Material for the task Start Marker

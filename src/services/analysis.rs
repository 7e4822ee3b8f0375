use itertools::Itertools;
use serde::Serialize;

use crate::domain::job::{classify, Category, JobRecord};

/// A normalized record paired with its assigned category.
#[derive(Debug, Clone, Serialize)]
pub struct ClassifiedJob {
    #[serde(flatten)]
    pub record: JobRecord,
    pub category: Category,
}

#[derive(Debug, Clone, PartialEq, Serialize)]
pub struct Tally {
    pub label: String,
    pub count: usize,
}

#[derive(Debug, Serialize)]
pub struct Analysis {
    pub jobs: Vec<ClassifiedJob>,
    pub top_roles: Vec<Tally>,
    pub country_distribution: Vec<Tally>,
    pub source_distribution: Vec<Tally>,
}

impl Analysis {
    pub fn total_jobs(&self) -> usize {
        self.jobs.len()
    }

    pub fn unique_companies(&self) -> usize {
        self.jobs.iter().map(|job| &job.record.company).unique().count()
    }

    pub fn countries_covered(&self) -> usize {
        self.jobs.iter().map(|job| &job.record.country).unique().count()
    }

    pub fn categories_covered(&self) -> usize {
        self.jobs.iter().map(|job| job.category).unique().count()
    }

    pub fn sources_covered(&self) -> usize {
        self.jobs.iter().map(|job| &job.record.source).unique().count()
    }
}

/// Classifies the collection in one batch and derives the three frequency
/// breakdowns: by category, by country (both top 10) and by source.
pub fn analyze(records: Vec<JobRecord>) -> Analysis {
    log::info!("Analyzing job data...");

    let jobs: Vec<ClassifiedJob> = records
        .into_iter()
        .map(|record| {
            let category = classify(&record.title);
            ClassifiedJob { record, category }
        })
        .collect();

    let top_roles: Vec<Tally> = frequency_breakdown(
        jobs.iter().map(|job| job.category.as_str().to_string()),
    )
    .into_iter()
    .take(10)
    .collect();
    let country_distribution: Vec<Tally> =
        frequency_breakdown(jobs.iter().map(|job| job.record.country.clone()))
            .into_iter()
            .take(10)
            .collect();
    let source_distribution =
        frequency_breakdown(jobs.iter().map(|job| job.record.source.clone()));

    let analysis = Analysis {
        jobs,
        top_roles,
        country_distribution,
        source_distribution,
    };

    log::info!(
        "Analyzed {} jobs across {} categories",
        analysis.total_jobs(),
        analysis.categories_covered()
    );
    log::info!("Jobs from {} countries", analysis.countries_covered());
    log::info!("Data from {} sources", analysis.sources_covered());

    analysis
}

/// Counts occurrences and orders by descending count, label as tie-breaker
/// so the output is deterministic.
pub fn frequency_breakdown<I>(values: I) -> Vec<Tally>
where
    I: IntoIterator<Item = String>,
{
    values
        .into_iter()
        .counts()
        .into_iter()
        .sorted_by(|a, b| b.1.cmp(&a.1).then(a.0.cmp(&b.0)))
        .map(|(label, count)| Tally { label, count })
        .collect()
}
use std::time::{Duration, Instant};

use fake_user_agent::get_rua;
use rand::Rng;
use reqwest::header::{
    HeaderMap, HeaderValue, ACCEPT, ACCEPT_LANGUAGE, CONNECTION, DNT, REFERER,
    UPGRADE_INSECURE_REQUESTS, USER_AGENT,
};
use reqwest::Client;

pub enum FetchOutcome {
    Success(String),
    Blocked(u16),
    Failure(anyhow::Error),
}

fn base_headers() -> HeaderMap {
    let mut headers = HeaderMap::new();
    headers.insert(
        ACCEPT,
        HeaderValue::from_static(
            "text/html,application/xhtml+xml,application/xml;q=0.9,image/webp,*/*;q=0.8",
        ),
    );
    headers.insert(ACCEPT_LANGUAGE, HeaderValue::from_static("en-US,en;q=0.5"));
    headers.insert(REFERER, HeaderValue::from_static("https://www.google.com/"));
    headers.insert(DNT, HeaderValue::from_static("1"));
    headers.insert(CONNECTION, HeaderValue::from_static("keep-alive"));
    headers.insert(UPGRADE_INSECURE_REQUESTS, HeaderValue::from_static("1"));
    headers
}

/// One client per run, reused across every request so cookies carry over.
pub fn build_client(timeout_secs: u64) -> reqwest::Result<Client> {
    Client::builder()
        .default_headers(base_headers())
        .cookie_store(true)
        .timeout(Duration::from_secs(timeout_secs))
        .build()
}

/// Issues a single GET with a freshly rotated user agent. 403 is reported as
/// Blocked; any other non-2xx status, timeout or transport error as Failure,
/// with the attempt detail carried in the error for the caller's log line.
/// No retries, the caller moves on to the next URL either way.
pub async fn fetch(client: &Client, url: &str) -> FetchOutcome {
    let started = Instant::now();

    match client.get(url).header(USER_AGENT, get_rua()).send().await {
        Ok(response) => {
            let status = response.status();
            if status.as_u16() == 403 {
                return FetchOutcome::Blocked(status.as_u16());
            }
            if !status.is_success() {
                return FetchOutcome::Failure(anyhow::anyhow!(
                    "unexpected status {} from {} after {:?}",
                    status,
                    url,
                    started.elapsed()
                ));
            }
            match response.text().await {
                Ok(body) => {
                    log::info!(
                        "Fetched {} ({} bytes) in {:?}",
                        url,
                        body.len(),
                        started.elapsed()
                    );
                    FetchOutcome::Success(body)
                }
                Err(e) => FetchOutcome::Failure(
                    anyhow::Error::from(e)
                        .context(format!("failed to read body from {}", url)),
                ),
            }
        }
        Err(e) => FetchOutcome::Failure(anyhow::Error::from(e).context(format!(
            "no response from {} after {:?}",
            url,
            started.elapsed()
        ))),
    }
}

/// Random pause between requests to keep the request rate unremarkable.
/// Called after every request, success or not. Bounds are inclusive, so a
/// fixed delay with min == max is a valid configuration.
pub async fn throttle_delay(min_secs: f64, max_secs: f64) {
    let delay = rand::thread_rng().gen_range(min_secs..=max_secs);
    log::debug!("Sleeping for {:.2} seconds", delay);
    tokio::time::sleep(Duration::from_secs_f64(delay)).await;
}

Material for the task End Marker

Task item
Show every line of the records above that contains the word "body".

Exercise answer
                Ok(body) => {
                        body.len(),
                    FetchOutcome::Success(body)
                        .context(format!("failed to read body from {}", url)),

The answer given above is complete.